Sunday, November 08, 2015

Scotus Day

Today is the feast of Bl. John Duns Scotus. Hug a Scotist near you!

From Scotus's De Primo Principio:

Our will can always love and seek something greater than any finite end, even as our intellect is able to know more. And there seems to be a natural inclination to love supremely an infinite good. For this is the sign of the free will's natural inclination for anything that, spontaneously, and without the aid of any habit, it loves this thing readily and with delight. And it seems that in this way we experience a love for the infinite good. Indeed it seems that the will is not satisfied with anything else. If infinite good were really opposed to its natural object, why does not the will by nature hate such a good, just as it naturally hates non-existence?

And from Gerard Manley Hopkins, one of Scotus's most enthusiastic readers, whose poetic concepts of inscape, instress, and pitch have clear and sometimes explicitly linked analogues in Scotus's philosophical concepts of formality, intuitive cognition, and haecceity:

Duns Scotus's Oxford
by Gerard Manley Hopkins


Towery city and branchy between towers;
Cuckoo-echoing, bell-swarmèd, lark charmèd, rook racked, river-rounded;
The dapple-eared lily below thee; that country and town did
Once encounter in, here coped & poisèd powers;

Thou hast a base and brickish skirt there, sours
That neighbour-nature thy grey beauty is grounded
Best in; graceless growth, thou hast confounded
Rural, rural keeping — folk, flocks, and flowers.

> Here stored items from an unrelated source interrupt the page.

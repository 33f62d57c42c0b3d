use std::fs;
use std::path::{Path, PathBuf};
use std::str::FromStr;
use std::time::Duration;

use anyhow::{Context, Result};
use serde_json::Value;
use tracing::warn;

use crate::errors::AppError;
use crate::models::{JobPosting, UserProfile};
use crate::pipeline::DEFAULT_WORKERS;
use crate::proposals::{DEFAULT_HIGHEND_THRESHOLD, DEFAULT_MAX_PROPOSALS};
use crate::routing::ModelCatalog;

/// Application configuration loaded from environment variables.
/// Fails at startup if required variables are missing or malformed.
#[derive(Debug, Clone)]
pub struct Config {
    pub profile_path: PathBuf,
    pub jobs_path: PathBuf,
    /// Built-in catalog when unset.
    pub catalog_path: Option<PathBuf>,
    pub workers: usize,
    pub deadline: Option<Duration>,
    pub daily_limit: f64,
    pub monthly_limit: f64,
    /// Descriptions longer than this many characters get a high-end model
    /// for proposal generation.
    pub highend_threshold: usize,
    pub max_proposals: usize,
    pub rust_log: String,
}

impl Config {
    pub fn from_env() -> Result<Self> {
        dotenvy::dotenv().ok(); // load .env if present; ignore if missing

        Self::from_lookup(|key| std::env::var(key).ok())
    }

    /// Builds the config from any key lookup. `from_env` passes the process
    /// environment.
    pub fn from_lookup(lookup: impl Fn(&str) -> Option<String>) -> Result<Self> {
        let config = Config {
            profile_path: require(&lookup, "TRIAGE_PROFILE_PATH")?.into(),
            jobs_path: require(&lookup, "TRIAGE_JOBS_PATH")?.into(),
            catalog_path: lookup("TRIAGE_CATALOG_PATH")
                .filter(|v| !v.trim().is_empty())
                .map(PathBuf::from),
            workers: parse_or(&lookup, "TRIAGE_WORKERS", DEFAULT_WORKERS)?,
            deadline: lookup("TRIAGE_DEADLINE_SECS")
                .map(|v| {
                    v.parse::<u64>()
                        .context("TRIAGE_DEADLINE_SECS must be a whole number of seconds")
                })
                .transpose()?
                .map(Duration::from_secs),
            daily_limit: parse_or(&lookup, "TRIAGE_DAILY_LIMIT", 20.0)?,
            monthly_limit: parse_or(&lookup, "TRIAGE_MONTHLY_LIMIT", 300.0)?,
            highend_threshold: parse_or(
                &lookup,
                "TRIAGE_HIGHEND_THRESHOLD",
                DEFAULT_HIGHEND_THRESHOLD,
            )?,
            max_proposals: parse_or(&lookup, "TRIAGE_MAX_PROPOSALS", DEFAULT_MAX_PROPOSALS)?,
            rust_log: lookup("RUST_LOG").unwrap_or_else(|| "info".to_string()),
        };

        if config.workers == 0 {
            anyhow::bail!("TRIAGE_WORKERS must be at least 1");
        }
        Ok(config)
    }
}

fn require(lookup: &impl Fn(&str) -> Option<String>, key: &str) -> Result<String> {
    lookup(key).with_context(|| format!("Required environment variable '{key}' is not set"))
}

fn parse_or<T>(lookup: &impl Fn(&str) -> Option<String>, key: &str, default: T) -> Result<T>
where
    T: FromStr,
    T::Err: std::error::Error + Send + Sync + 'static,
{
    match lookup(key) {
        Some(raw) => raw
            .trim()
            .parse::<T>()
            .with_context(|| format!("'{key}' has an invalid value: {raw}")),
        None => Ok(default),
    }
}

// ────────────────────────────────────────────────────────────────────────────
// Input files
// ────────────────────────────────────────────────────────────────────────────

fn read_json<T: serde::de::DeserializeOwned>(path: &Path, what: &str) -> Result<T, AppError> {
    let raw = fs::read_to_string(path).map_err(|e| {
        AppError::Configuration(format!("cannot read {what} {}: {e}", path.display()))
    })?;
    serde_json::from_str(&raw)
        .map_err(|e| AppError::Configuration(format!("invalid {what} {}: {e}", path.display())))
}

/// Loads and validates the user profile.
pub fn load_profile(path: &Path) -> Result<UserProfile, AppError> {
    let profile: UserProfile = read_json(path, "profile")?;
    profile.validate()?;
    Ok(profile)
}

/// Loads the job list. The file itself must be a JSON array; a posting
/// inside it that can't be read is logged and skipped so one bad entry
/// doesn't cost the rest of the batch.
pub fn load_jobs(path: &Path) -> Result<Vec<JobPosting>, AppError> {
    let entries: Vec<Value> = read_json(path, "job list")?;
    let total = entries.len();

    let jobs: Vec<JobPosting> = entries
        .into_iter()
        .enumerate()
        .filter_map(|(index, entry)| {
            let id = entry
                .get("id")
                .and_then(Value::as_str)
                .unwrap_or("<no id>")
                .to_string();
            match serde_json::from_value(entry) {
                Ok(job) => Some(job),
                Err(e) => {
                    warn!("Skipping malformed posting #{index} ({id}): {e}");
                    None
                }
            }
        })
        .collect();

    if jobs.len() < total {
        warn!(
            "Loaded {} of {total} posting(s) from {}",
            jobs.len(),
            path.display()
        );
    }
    Ok(jobs)
}

pub fn load_catalog(path: Option<&Path>) -> Result<ModelCatalog, AppError> {
    match path {
        Some(path) => ModelCatalog::from_path(path),
        None => Ok(ModelCatalog::default_catalog()),
    }
}

#[cfg(test)]
mod tests {
    use super::*;
    use std::collections::HashMap;
    use std::io::Write;

    fn lookup(pairs: &[(&str, &str)]) -> impl Fn(&str) -> Option<String> {
        let map: HashMap<String, String> = pairs
            .iter()
            .map(|(k, v)| (k.to_string(), v.to_string()))
            .collect();
        move |key: &str| map.get(key).cloned()
    }

    const REQUIRED: [(&str, &str); 2] = [
        ("TRIAGE_PROFILE_PATH", "profile.json"),
        ("TRIAGE_JOBS_PATH", "jobs.json"),
    ];

    #[test]
    fn test_defaults_applied() {
        let config = Config::from_lookup(lookup(&REQUIRED)).unwrap();
        assert_eq!(config.workers, 4);
        assert_eq!(config.daily_limit, 20.0);
        assert_eq!(config.monthly_limit, 300.0);
        assert_eq!(config.highend_threshold, 100);
        assert_eq!(config.max_proposals, 5);
        assert_eq!(config.deadline, None);
        assert_eq!(config.catalog_path, None);
        assert_eq!(config.rust_log, "info");
    }

    #[test]
    fn test_overrides_parsed() {
        let mut pairs = REQUIRED.to_vec();
        pairs.extend([
            ("TRIAGE_WORKERS", "8"),
            ("TRIAGE_DEADLINE_SECS", "30"),
            ("TRIAGE_DAILY_LIMIT", "2.5"),
            ("TRIAGE_CATALOG_PATH", "models.json"),
        ]);
        let config = Config::from_lookup(lookup(&pairs)).unwrap();
        assert_eq!(config.workers, 8);
        assert_eq!(config.deadline, Some(Duration::from_secs(30)));
        assert_eq!(config.daily_limit, 2.5);
        assert_eq!(config.catalog_path, Some(PathBuf::from("models.json")));
    }

    #[test]
    fn test_missing_required_variable() {
        let err = Config::from_lookup(lookup(&REQUIRED[..1])).unwrap_err();
        assert!(err.to_string().contains("TRIAGE_JOBS_PATH"));
    }

    #[test]
    fn test_malformed_values_rejected() {
        for (key, value) in [
            ("TRIAGE_WORKERS", "four"),
            ("TRIAGE_WORKERS", "0"),
            ("TRIAGE_DAILY_LIMIT", "lots"),
            ("TRIAGE_DEADLINE_SECS", "-1"),
        ] {
            let mut pairs = REQUIRED.to_vec();
            pairs.push((key, value));
            assert!(
                Config::from_lookup(lookup(&pairs)).is_err(),
                "{key}={value} should be rejected"
            );
        }
    }

    #[test]
    fn test_load_profile_validates() {
        let mut file = tempfile::NamedTempFile::new().unwrap();
        write!(
            file,
            r#"{{"name":"Ada","skills":[{{"name":"Rust","proficiency":1.5}}],"hourly_rate":50}}"#
        )
        .unwrap();
        let err = load_profile(file.path()).unwrap_err();
        assert!(err.is_fatal());
    }

    #[test]
    fn test_load_jobs_reads_partial_postings() {
        let mut file = tempfile::NamedTempFile::new().unwrap();
        write!(file, r#"[{{"id":"a"}},{{"id":"b","budget":100}}]"#).unwrap();
        let jobs = load_jobs(file.path()).unwrap();
        assert_eq!(jobs.len(), 2);
        assert_eq!(jobs[1].budget, 100.0);
    }

    #[test]
    fn test_load_jobs_skips_malformed_posting() {
        let mut file = tempfile::NamedTempFile::new().unwrap();
        write!(
            file,
            r#"[
                {{"id":"good","budget":500,"category":"WEB_DEV"}},
                {{"title":"no id","budget":100}},
                {{"id":"null-budget","budget":null,"category":7}},
                {{"id":42}}
            ]"#
        )
        .unwrap();

        let jobs = load_jobs(file.path()).unwrap();

        let ids: Vec<&str> = jobs.iter().map(|j| j.id.as_str()).collect();
        assert_eq!(ids, vec!["good", "null-budget"]);
        assert_eq!(jobs[0].budget, 500.0);
        assert_eq!(jobs[1].budget, 0.0);
    }

    #[test]
    fn test_load_jobs_requires_array() {
        let mut file = tempfile::NamedTempFile::new().unwrap();
        write!(file, r#"{{"id":"a"}}"#).unwrap();
        let err = load_jobs(file.path()).unwrap_err();
        assert_eq!(err.code(), "CONFIGURATION_ERROR");
    }

    #[test]
    fn test_unreadable_file_is_configuration_error() {
        let dir = tempfile::tempdir().unwrap();
        let err = load_jobs(&dir.path().join("missing.json")).unwrap_err();
        assert_eq!(err.code(), "CONFIGURATION_ERROR");
    }

    #[test]
    fn test_default_catalog_when_unset() {
        let catalog = load_catalog(None).unwrap();
        assert!(!catalog.models().is_empty());
    }
}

Yet ah! this air I gather and I release
He lived on; these weeds and waters, these walls are what
He haunted who of all men most sways my spirits to peace;

Of realty the rarest-veinèd unraveller; a not
Rivalled insight, be rival Italy or Greece;
Who fired France for Mary without spot.

The last line, of course, concerns Scotus's most famous theological contribution, which was to formulate an approach to discussing the Immaculate Conception of Mary that was based purely on ordering of causes; it did not depend on any particular account of how conception occurred, and thus cut through the confusion over the subject that was due to the variety of such accounts.